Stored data
══════════

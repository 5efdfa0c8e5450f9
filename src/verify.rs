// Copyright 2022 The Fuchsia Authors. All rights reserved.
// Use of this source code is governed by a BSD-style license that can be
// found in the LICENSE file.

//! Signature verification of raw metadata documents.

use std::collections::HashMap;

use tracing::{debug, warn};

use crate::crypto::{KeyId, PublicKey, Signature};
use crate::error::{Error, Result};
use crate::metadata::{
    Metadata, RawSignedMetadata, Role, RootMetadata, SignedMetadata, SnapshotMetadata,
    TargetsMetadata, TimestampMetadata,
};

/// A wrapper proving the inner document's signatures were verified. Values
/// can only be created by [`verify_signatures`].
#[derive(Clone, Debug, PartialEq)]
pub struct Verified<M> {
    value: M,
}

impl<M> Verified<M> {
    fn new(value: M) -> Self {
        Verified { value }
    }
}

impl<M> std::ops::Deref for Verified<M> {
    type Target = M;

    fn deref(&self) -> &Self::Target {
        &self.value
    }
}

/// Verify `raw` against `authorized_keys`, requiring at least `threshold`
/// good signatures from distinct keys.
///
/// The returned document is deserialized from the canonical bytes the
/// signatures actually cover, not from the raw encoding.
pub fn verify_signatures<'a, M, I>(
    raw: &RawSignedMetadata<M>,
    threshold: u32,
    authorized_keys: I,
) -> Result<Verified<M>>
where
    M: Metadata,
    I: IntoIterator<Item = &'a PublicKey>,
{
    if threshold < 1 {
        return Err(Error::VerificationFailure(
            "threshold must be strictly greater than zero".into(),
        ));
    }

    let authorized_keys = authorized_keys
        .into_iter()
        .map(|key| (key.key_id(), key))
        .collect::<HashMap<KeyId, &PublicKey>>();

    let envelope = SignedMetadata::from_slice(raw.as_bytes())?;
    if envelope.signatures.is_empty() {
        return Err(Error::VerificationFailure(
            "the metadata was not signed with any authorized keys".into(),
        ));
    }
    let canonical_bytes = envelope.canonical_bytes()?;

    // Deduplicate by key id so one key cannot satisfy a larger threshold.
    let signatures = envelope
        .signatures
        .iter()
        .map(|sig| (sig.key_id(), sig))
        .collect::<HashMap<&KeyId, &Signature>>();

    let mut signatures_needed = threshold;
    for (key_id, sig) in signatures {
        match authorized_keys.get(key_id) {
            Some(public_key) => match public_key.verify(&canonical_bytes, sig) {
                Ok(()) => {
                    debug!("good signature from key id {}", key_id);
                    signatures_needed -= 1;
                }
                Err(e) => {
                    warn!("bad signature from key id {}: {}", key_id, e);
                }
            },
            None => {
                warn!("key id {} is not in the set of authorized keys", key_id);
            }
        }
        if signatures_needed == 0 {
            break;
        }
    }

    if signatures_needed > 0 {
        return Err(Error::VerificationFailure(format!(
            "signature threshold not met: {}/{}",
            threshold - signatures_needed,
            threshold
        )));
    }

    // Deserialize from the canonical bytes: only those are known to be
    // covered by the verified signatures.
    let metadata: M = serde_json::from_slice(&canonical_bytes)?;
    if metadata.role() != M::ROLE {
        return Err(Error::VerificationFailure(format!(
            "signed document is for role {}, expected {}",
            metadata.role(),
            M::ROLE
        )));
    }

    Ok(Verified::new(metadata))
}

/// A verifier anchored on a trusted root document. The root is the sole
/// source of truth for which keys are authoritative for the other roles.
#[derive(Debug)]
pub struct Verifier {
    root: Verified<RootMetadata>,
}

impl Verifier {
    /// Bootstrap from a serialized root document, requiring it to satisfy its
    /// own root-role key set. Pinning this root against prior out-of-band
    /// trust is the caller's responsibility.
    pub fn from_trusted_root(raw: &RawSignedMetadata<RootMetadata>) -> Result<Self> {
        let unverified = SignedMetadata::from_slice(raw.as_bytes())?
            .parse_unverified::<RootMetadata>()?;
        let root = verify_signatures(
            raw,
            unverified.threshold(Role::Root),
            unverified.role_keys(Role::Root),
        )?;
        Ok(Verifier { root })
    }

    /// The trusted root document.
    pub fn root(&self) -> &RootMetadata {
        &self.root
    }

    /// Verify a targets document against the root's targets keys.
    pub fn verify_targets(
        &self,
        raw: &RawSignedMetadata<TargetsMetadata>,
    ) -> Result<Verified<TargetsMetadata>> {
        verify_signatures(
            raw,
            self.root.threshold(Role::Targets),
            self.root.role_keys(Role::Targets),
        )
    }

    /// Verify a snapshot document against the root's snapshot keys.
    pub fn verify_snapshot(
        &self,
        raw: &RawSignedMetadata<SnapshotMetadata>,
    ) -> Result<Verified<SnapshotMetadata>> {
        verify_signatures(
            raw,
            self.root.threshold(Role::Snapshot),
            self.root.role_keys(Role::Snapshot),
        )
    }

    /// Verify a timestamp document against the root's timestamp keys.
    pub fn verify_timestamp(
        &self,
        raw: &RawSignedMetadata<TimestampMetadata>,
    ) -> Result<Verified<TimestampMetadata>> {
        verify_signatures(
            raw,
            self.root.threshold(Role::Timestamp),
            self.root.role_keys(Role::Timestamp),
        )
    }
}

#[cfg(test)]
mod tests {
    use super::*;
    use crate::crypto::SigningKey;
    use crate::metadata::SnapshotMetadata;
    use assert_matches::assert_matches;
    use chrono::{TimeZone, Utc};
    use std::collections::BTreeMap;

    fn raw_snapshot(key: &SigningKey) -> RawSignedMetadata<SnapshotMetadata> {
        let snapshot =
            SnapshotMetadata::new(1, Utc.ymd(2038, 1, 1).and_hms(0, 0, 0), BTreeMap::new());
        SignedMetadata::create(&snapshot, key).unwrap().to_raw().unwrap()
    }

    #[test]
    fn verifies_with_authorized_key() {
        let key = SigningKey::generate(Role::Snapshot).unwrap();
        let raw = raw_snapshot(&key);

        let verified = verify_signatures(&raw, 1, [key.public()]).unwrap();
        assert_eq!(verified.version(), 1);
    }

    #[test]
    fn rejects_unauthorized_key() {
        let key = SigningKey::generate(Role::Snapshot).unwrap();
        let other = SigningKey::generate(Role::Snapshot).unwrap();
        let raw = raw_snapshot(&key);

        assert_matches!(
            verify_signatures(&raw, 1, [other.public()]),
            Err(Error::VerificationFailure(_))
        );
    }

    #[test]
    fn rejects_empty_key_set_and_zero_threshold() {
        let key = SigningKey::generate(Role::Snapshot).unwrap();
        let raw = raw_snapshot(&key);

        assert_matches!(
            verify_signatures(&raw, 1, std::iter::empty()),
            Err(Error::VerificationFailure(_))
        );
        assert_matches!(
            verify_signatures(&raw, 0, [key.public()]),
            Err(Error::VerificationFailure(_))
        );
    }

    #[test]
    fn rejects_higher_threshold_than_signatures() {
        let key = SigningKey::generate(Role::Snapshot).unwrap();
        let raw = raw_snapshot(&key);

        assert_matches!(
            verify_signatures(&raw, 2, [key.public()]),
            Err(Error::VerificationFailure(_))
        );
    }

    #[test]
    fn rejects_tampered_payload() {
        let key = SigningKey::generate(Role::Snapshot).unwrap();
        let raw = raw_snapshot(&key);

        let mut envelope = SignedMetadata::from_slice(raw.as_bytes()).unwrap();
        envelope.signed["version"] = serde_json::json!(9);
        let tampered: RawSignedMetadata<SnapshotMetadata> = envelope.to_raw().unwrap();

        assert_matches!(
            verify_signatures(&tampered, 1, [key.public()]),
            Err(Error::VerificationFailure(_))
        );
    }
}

══════════

## Task instructions
Extract from the data every line where "envelope" shows up.

## Response to this task
    let envelope = SignedMetadata::from_slice(raw.as_bytes())?;
    if envelope.signatures.is_empty() {
    let canonical_bytes = envelope.canonical_bytes()?;
    let signatures = envelope
        let mut envelope = SignedMetadata::from_slice(raw.as_bytes()).unwrap();
        envelope.signed["version"] = serde_json::json!(9);
        let tampered: RawSignedMetadata<SnapshotMetadata> = envelope.to_raw().unwrap();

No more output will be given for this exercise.